A kind of large-sized composite material component pastes mould degree non-contact detection method, and step is as follows:1) benchmaring point is arranged in composite material shaping mould surrounding;2) using camera measurement benchmaring point coordinates is measured, the coordinate value under measurement coordinate system is obtained, obtains the transition matrix between measurement coordinate system and mould theoretical coordinate system;3) coordinate conversion matrix set up according to previous step, data point is transformed under theoretical coordinate system from measurement coordinate system;4) shaped component, Measurement die molded surface data dot values are removed, and is converted it under theoretical coordinate system;5) molding thickness of composite material structural member is measured using calibrator;6) with reference to step 4) the molding surface data dot values surveyed calculate the patch mould degree of composite shaped component;By above step, it is capable of the patch mould degree of the quick multiple material shaped component of survey calculation, it is to avoid because of the error that the weak rigidity of composite is produced, certainty of measurement is higher.

Description

A kind of large-sized composite material component pastes mould degree non-contact detection method
Technical field
The present invention provides a kind of large-sized composite material component patch mould degree non-contact detection method, and it is using a kind of compound The non-contact detection method of material surface pad pasting degree, belongs to aircraft large-sized composite material geometric features and manufactures and designs field.
Background technology
Aircraft of new generation proposes requirements at the higher level to stability, economy, security, multiple compared with traditional aeronautical material Condensation material has many advantages, such as high specific strength, high specific stiffness, resistance to ablation.Additionally, composite element does not need secondary operation, Structural integrity is strong, high in machining efficiency, therefore composite is usually used in the overall processing manufacture of large-sized structural parts.Composite system Making process and self-characteristic causes multiple material component inside defect easily occur, and current composite digitalization test is mainly concentrated In the Non-Destructive Testing of multiple material component inside defect.But with the manufacture application of global formation composite element, component Geometric properties are received more and more attention to performance impact.Particularly large-sized composite material component, appearance and size is big, rigidity Weak, complex structure, matching requirements are high, and quality is not easy to ensure.In addition, large-sized composite material component be used for airframe or Wing cover, surface geometrical features (such as percent ripple, pad pasting degree) directly affect aircraft product quality.Document " aircraft RVSM systems System analysis and test " (all grain husk aircraft RVSM network analyses and test [J] tech enterprises in China, 2010 (13):9-10.) In analyze the surface characteristics of aircraft surfaces some special areas and can produce larger shadow to the aerodynamic characteristic of aircraft and flying quality Ring, such as:Pitot and near zone surface condition can influence sensor pressure measurement, and then influence aircraft to test the speed;Static pressure Mouth and near zone surface condition directly affect civil aircraft and reduce the Airworthiness Certification that minimum vertical is spaced (RVSM) service ability.

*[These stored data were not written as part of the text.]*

use chrono::Duration;
use serde::{Deserialize, Serialize};

use plateguard_core::config::defaults::MAX_GREEN_CLIENT_SUPPORT_CALL_CAP;
use plateguard_core::config::BenefitConfig;
use plateguard_core::models::{BenefitKind, SealTier};

/// Cap and cycle length for one benefit kind at one tier.
#[derive(Debug, Clone, Copy, PartialEq, Eq, Serialize, Deserialize)]
pub struct BenefitRule {
    pub kind: BenefitKind,
    pub cap: u32,
    pub cycle_days: i64,
}

impl BenefitRule {
    pub fn cycle(&self) -> Duration {
        Duration::try_days(self.cycle_days).unwrap_or(Duration::MAX)
    }
}

/// The rule a user's tier grants for `kind`, if any.
///
/// - yellow: theft alerts only
/// - green: theft alerts, plus a support call for clients (at most one per
///   cycle, the seal state holds a single flag)
/// - none, blue: nothing
pub fn rule_for(
    config: &BenefitConfig,
    seal: SealTier,
    is_client: bool,
    kind: BenefitKind,
) -> Option<BenefitRule> {
    match (seal, kind) {
        (SealTier::Yellow, BenefitKind::TheftAlert) => Some(BenefitRule {
            kind,
            cap: config.yellow_theft_alert_cap,
            cycle_days: config.theft_alert_cycle_days,
        }),
        (SealTier::Green, BenefitKind::TheftAlert) => Some(BenefitRule {
            kind,
            cap: config.green_theft_alert_cap,
            cycle_days: config.theft_alert_cycle_days,
        }),
        (SealTier::Green, BenefitKind::SupportCall) if is_client => Some(BenefitRule {
            kind,
            cap: config
                .green_client_support_call_cap
                .min(MAX_GREEN_CLIENT_SUPPORT_CALL_CAP),
            cycle_days: config.support_call_cycle_days,
        }),
        _ => None,
    }
}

3-D photography e measurement technology is to shoot a number of digitized map in diverse location and direction by special camera Piece, these pictures cover all measurement points on region to be measured, are entered by processing after correlation technologies such as computer picture matchings Row splicing and amendment, finally give the cloud data of all measurement points.Document " the aircraft surfaces ripple based on three-dimensional measurement technology (Jin Ding, Wu Jian are based on the aircraft surfaces percent ripple digital assay method of three-dimensional measurement technology to degree digitlization analysis method " [J] aeronautical engineerings are in progress, and 2013 (1):85-89.) describe laser scanning method and structure is obtained on airframe material covering Surface geometrical property, and percent ripple is analyzed.However, being obtained to surface geometrical property to 3-dimensional digital Photographic technique in document Method do not describe in detail.Especially for the 3-dimensional digital Photographic technique of composite pad pasting degree, needed in measurement process Consider the thickness characteristics of composite element and mould.It is domestic current still few to the acquisition of pad pasting degree and analysis, to top The surface characteristics result that method is obtained is not the desired result for analyzing pad pasting degree.
The content of the invention
The invention aims to overcome the shortcomings of current large-sized composite material structural member geometric shape detection technique, The detection method of mould degree is pasted there is provided a kind of large-sized composite material component based on photogrammetry technique.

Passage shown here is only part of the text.